# [WHAT YOU HAVE TO DO]
Go through the lines below. Copy those with "CreatePropertyRequest".
[Start of Attachment]
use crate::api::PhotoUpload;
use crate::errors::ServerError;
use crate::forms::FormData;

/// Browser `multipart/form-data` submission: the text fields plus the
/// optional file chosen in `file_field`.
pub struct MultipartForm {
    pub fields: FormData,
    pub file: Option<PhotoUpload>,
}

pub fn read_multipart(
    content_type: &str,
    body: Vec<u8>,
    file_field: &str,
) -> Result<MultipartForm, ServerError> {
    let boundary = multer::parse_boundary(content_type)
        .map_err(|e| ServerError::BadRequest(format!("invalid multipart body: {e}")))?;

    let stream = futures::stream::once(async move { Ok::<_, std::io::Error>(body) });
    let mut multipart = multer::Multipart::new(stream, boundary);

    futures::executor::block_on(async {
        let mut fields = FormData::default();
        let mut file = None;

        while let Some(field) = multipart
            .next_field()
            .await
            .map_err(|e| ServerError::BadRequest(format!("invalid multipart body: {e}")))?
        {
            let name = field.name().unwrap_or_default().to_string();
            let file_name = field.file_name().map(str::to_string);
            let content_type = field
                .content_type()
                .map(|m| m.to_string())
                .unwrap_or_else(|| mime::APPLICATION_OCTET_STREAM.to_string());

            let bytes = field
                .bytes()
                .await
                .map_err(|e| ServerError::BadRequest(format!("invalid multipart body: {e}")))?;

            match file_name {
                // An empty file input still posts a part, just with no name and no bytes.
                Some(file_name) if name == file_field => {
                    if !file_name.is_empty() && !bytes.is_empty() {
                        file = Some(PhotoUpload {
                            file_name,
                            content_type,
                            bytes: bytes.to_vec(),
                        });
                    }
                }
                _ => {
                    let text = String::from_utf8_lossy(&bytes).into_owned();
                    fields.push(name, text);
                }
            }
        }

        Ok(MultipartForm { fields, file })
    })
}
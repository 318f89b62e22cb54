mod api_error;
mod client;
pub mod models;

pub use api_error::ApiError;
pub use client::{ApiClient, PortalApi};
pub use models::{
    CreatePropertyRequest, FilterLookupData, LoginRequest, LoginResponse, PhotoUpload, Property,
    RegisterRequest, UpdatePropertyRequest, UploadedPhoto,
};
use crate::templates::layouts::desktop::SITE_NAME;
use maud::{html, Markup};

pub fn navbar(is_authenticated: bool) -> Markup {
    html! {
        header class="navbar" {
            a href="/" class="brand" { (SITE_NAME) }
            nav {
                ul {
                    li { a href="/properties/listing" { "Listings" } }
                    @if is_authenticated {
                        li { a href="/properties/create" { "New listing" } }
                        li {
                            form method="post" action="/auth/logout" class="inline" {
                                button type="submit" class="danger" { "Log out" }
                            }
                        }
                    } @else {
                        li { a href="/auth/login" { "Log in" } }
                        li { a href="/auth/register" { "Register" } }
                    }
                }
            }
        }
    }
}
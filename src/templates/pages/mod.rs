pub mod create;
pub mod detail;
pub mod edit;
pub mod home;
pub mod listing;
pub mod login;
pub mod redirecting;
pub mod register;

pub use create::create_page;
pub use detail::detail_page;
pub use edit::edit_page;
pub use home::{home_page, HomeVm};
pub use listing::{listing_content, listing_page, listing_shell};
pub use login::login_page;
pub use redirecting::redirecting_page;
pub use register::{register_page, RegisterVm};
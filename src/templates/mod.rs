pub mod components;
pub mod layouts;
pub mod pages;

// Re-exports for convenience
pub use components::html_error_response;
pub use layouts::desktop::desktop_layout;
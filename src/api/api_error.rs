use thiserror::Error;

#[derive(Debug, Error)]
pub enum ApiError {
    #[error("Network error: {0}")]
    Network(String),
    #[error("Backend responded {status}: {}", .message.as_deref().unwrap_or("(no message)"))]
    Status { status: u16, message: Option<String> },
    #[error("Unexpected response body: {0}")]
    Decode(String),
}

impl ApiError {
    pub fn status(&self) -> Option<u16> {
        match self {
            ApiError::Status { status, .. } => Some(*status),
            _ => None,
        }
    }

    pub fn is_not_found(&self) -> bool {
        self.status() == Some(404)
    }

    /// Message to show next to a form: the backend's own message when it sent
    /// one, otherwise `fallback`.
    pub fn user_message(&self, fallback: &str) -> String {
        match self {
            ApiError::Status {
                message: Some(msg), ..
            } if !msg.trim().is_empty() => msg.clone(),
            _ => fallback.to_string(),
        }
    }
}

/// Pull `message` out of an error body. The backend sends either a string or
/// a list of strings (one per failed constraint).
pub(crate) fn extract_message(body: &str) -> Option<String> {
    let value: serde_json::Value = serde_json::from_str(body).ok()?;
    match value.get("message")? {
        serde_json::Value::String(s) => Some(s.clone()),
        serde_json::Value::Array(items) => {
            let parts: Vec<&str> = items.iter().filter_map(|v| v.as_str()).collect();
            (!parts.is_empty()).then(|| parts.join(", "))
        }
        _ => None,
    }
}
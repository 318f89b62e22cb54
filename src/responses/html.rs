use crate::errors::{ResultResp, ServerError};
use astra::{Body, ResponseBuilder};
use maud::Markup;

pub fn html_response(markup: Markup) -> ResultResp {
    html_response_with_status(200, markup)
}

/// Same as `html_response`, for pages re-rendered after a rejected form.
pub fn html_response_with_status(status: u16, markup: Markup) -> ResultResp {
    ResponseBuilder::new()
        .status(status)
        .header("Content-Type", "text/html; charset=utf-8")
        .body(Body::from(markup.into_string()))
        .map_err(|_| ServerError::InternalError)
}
[End of Attachment]
[Start of Attachment]
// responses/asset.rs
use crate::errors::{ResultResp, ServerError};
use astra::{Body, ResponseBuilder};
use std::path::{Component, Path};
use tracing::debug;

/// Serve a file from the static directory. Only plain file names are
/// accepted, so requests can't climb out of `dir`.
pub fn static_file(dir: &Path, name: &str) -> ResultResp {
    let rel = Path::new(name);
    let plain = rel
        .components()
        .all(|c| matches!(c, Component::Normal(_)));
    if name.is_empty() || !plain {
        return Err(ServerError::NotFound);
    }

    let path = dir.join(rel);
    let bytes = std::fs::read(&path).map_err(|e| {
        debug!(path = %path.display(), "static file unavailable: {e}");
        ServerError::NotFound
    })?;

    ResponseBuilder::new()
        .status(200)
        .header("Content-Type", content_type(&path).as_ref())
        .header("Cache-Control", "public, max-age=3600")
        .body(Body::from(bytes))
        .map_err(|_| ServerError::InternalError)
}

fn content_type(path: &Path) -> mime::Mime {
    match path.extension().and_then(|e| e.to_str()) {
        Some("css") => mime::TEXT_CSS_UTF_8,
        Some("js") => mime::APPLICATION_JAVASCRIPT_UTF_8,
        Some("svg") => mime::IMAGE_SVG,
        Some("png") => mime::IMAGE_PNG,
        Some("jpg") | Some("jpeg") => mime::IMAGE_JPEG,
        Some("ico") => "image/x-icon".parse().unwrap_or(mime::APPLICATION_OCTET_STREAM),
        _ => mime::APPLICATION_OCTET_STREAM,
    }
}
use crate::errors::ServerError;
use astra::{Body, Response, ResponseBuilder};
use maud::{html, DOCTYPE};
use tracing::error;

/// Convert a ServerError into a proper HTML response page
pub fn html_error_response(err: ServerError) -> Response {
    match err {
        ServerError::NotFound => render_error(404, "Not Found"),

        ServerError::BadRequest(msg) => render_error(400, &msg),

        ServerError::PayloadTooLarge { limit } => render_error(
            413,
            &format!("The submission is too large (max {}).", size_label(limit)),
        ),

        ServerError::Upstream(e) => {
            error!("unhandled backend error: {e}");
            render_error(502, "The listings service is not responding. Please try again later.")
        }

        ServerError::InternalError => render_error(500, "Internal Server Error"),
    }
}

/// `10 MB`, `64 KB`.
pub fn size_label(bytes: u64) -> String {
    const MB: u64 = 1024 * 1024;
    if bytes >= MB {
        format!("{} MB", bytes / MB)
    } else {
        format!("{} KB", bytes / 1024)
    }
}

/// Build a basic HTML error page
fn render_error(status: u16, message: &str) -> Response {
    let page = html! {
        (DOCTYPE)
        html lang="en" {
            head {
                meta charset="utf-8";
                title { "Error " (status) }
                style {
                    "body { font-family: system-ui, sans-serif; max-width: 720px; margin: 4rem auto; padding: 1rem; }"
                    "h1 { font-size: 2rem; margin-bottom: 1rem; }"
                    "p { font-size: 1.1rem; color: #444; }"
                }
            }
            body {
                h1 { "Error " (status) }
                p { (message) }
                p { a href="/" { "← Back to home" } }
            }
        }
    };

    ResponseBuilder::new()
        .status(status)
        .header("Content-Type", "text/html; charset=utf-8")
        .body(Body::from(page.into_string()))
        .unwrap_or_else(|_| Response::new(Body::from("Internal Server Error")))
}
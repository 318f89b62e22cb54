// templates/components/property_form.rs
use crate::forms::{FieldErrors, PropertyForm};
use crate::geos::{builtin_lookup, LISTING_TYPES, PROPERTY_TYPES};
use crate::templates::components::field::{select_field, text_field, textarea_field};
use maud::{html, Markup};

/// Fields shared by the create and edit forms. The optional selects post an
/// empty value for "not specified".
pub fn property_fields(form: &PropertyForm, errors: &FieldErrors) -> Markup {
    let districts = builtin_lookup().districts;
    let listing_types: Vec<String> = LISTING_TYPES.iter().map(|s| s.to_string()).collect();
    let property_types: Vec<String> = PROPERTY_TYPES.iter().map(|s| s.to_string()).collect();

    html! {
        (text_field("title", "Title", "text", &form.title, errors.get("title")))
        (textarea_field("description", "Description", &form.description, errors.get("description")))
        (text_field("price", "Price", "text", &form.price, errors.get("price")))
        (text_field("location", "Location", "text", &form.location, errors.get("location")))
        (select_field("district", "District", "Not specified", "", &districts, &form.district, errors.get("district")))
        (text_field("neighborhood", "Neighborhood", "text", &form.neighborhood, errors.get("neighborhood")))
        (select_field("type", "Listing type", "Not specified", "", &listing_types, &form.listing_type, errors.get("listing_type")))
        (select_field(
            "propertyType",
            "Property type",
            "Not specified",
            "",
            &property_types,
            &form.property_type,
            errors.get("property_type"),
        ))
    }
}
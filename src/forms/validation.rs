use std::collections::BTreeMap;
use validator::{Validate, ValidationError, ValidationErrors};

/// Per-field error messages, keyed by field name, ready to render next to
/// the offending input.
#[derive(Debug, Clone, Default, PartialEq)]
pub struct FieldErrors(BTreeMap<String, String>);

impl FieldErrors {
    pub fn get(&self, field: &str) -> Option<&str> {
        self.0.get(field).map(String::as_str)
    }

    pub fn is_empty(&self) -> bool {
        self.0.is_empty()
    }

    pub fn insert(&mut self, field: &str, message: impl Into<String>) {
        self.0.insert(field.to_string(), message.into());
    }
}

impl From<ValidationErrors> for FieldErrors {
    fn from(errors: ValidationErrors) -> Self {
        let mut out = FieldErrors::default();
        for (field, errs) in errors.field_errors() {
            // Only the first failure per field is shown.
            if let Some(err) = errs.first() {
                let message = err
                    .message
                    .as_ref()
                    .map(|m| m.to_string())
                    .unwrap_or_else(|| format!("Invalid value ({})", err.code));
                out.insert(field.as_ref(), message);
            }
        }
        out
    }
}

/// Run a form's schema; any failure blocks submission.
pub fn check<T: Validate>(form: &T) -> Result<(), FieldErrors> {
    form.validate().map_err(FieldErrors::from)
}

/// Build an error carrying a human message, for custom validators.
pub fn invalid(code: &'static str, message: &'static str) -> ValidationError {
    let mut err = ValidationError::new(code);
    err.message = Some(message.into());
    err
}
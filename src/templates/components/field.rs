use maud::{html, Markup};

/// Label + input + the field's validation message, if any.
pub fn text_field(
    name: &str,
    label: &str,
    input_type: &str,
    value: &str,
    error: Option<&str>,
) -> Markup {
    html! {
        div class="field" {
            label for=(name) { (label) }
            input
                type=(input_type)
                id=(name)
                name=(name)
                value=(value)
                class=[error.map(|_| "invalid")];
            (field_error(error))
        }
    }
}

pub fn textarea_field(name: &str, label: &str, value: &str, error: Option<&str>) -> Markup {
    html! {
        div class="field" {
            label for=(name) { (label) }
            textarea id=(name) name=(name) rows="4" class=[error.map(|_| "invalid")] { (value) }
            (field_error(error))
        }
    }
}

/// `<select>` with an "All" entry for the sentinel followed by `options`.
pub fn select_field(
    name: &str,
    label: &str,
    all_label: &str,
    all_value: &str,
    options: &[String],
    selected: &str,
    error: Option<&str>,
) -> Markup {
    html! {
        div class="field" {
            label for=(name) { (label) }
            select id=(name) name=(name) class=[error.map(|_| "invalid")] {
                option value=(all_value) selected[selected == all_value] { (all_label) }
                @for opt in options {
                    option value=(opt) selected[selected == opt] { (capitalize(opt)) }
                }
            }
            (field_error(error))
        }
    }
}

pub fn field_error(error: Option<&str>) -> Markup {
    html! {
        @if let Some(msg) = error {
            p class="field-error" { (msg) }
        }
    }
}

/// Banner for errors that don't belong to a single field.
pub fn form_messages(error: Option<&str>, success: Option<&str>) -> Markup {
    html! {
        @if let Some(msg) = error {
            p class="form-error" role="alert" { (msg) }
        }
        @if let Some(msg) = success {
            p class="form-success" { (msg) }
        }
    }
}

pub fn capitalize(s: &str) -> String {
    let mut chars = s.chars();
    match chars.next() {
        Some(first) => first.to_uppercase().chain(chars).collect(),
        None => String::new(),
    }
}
[End of Attachment]
[Start of Attachment]
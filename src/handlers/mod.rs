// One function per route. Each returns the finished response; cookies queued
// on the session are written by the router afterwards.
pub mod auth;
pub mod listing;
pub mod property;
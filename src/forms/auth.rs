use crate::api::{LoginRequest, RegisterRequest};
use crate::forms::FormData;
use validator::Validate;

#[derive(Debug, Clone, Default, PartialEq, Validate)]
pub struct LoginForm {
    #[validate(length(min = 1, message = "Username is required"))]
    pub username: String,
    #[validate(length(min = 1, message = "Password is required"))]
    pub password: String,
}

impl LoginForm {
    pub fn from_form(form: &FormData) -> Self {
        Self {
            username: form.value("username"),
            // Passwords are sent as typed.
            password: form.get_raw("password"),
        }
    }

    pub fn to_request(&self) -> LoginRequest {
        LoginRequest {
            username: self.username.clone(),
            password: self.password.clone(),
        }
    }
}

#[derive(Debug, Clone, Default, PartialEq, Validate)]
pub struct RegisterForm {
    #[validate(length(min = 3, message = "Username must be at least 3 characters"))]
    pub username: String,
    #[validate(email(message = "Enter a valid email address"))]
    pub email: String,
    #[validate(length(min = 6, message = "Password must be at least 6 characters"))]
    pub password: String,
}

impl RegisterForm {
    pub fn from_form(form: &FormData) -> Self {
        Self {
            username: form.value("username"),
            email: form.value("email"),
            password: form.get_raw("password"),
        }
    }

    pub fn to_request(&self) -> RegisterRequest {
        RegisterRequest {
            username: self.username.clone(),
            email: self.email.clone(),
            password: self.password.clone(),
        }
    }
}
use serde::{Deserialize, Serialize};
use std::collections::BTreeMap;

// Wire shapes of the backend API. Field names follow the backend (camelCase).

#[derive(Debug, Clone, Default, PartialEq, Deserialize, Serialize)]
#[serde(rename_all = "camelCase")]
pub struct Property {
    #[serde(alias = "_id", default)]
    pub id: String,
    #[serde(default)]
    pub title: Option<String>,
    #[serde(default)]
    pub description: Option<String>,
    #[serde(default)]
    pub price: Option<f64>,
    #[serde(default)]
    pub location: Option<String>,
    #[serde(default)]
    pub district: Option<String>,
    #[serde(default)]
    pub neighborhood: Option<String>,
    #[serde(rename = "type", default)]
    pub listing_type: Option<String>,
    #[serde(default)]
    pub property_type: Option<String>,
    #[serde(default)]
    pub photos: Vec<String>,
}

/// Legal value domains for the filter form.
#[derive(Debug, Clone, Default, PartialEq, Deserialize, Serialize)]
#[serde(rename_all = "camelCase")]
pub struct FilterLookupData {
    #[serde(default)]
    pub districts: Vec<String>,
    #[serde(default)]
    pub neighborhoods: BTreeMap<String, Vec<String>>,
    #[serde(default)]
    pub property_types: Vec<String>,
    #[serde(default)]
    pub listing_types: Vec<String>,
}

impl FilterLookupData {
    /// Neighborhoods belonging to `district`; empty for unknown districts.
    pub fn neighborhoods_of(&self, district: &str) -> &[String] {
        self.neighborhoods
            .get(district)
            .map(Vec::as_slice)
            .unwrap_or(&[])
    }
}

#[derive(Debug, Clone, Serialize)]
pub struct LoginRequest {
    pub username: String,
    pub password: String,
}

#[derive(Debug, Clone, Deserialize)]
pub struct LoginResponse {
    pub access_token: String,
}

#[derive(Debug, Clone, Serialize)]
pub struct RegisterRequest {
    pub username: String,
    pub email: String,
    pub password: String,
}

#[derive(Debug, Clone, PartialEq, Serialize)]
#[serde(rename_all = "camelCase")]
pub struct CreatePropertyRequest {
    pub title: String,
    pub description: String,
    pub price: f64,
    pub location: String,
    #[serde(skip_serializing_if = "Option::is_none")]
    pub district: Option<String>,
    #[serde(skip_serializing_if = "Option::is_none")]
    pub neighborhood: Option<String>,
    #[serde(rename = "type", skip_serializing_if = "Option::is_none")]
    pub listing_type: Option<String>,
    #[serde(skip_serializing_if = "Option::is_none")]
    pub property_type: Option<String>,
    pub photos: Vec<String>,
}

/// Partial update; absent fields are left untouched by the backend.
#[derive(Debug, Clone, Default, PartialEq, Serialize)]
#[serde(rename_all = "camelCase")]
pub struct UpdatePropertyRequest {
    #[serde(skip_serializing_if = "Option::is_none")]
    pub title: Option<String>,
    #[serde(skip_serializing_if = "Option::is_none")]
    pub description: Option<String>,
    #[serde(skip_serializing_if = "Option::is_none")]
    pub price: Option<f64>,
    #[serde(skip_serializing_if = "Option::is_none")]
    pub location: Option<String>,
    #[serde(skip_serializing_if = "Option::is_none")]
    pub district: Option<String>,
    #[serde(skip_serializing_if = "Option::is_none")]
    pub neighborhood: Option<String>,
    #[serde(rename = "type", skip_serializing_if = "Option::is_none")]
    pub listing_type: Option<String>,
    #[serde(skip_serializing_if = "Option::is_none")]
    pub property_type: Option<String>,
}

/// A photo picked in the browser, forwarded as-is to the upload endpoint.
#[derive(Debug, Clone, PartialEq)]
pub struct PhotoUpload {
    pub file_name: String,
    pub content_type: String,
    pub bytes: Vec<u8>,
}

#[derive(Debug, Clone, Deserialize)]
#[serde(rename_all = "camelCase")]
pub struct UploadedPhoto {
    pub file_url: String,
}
[End of Attachment]
# [PROBLEM SOLUTION]
    CreatePropertyRequest, FilterLookupData, LoginRequest, LoginResponse, PhotoUpload, Property,
pub struct CreatePropertyRequest {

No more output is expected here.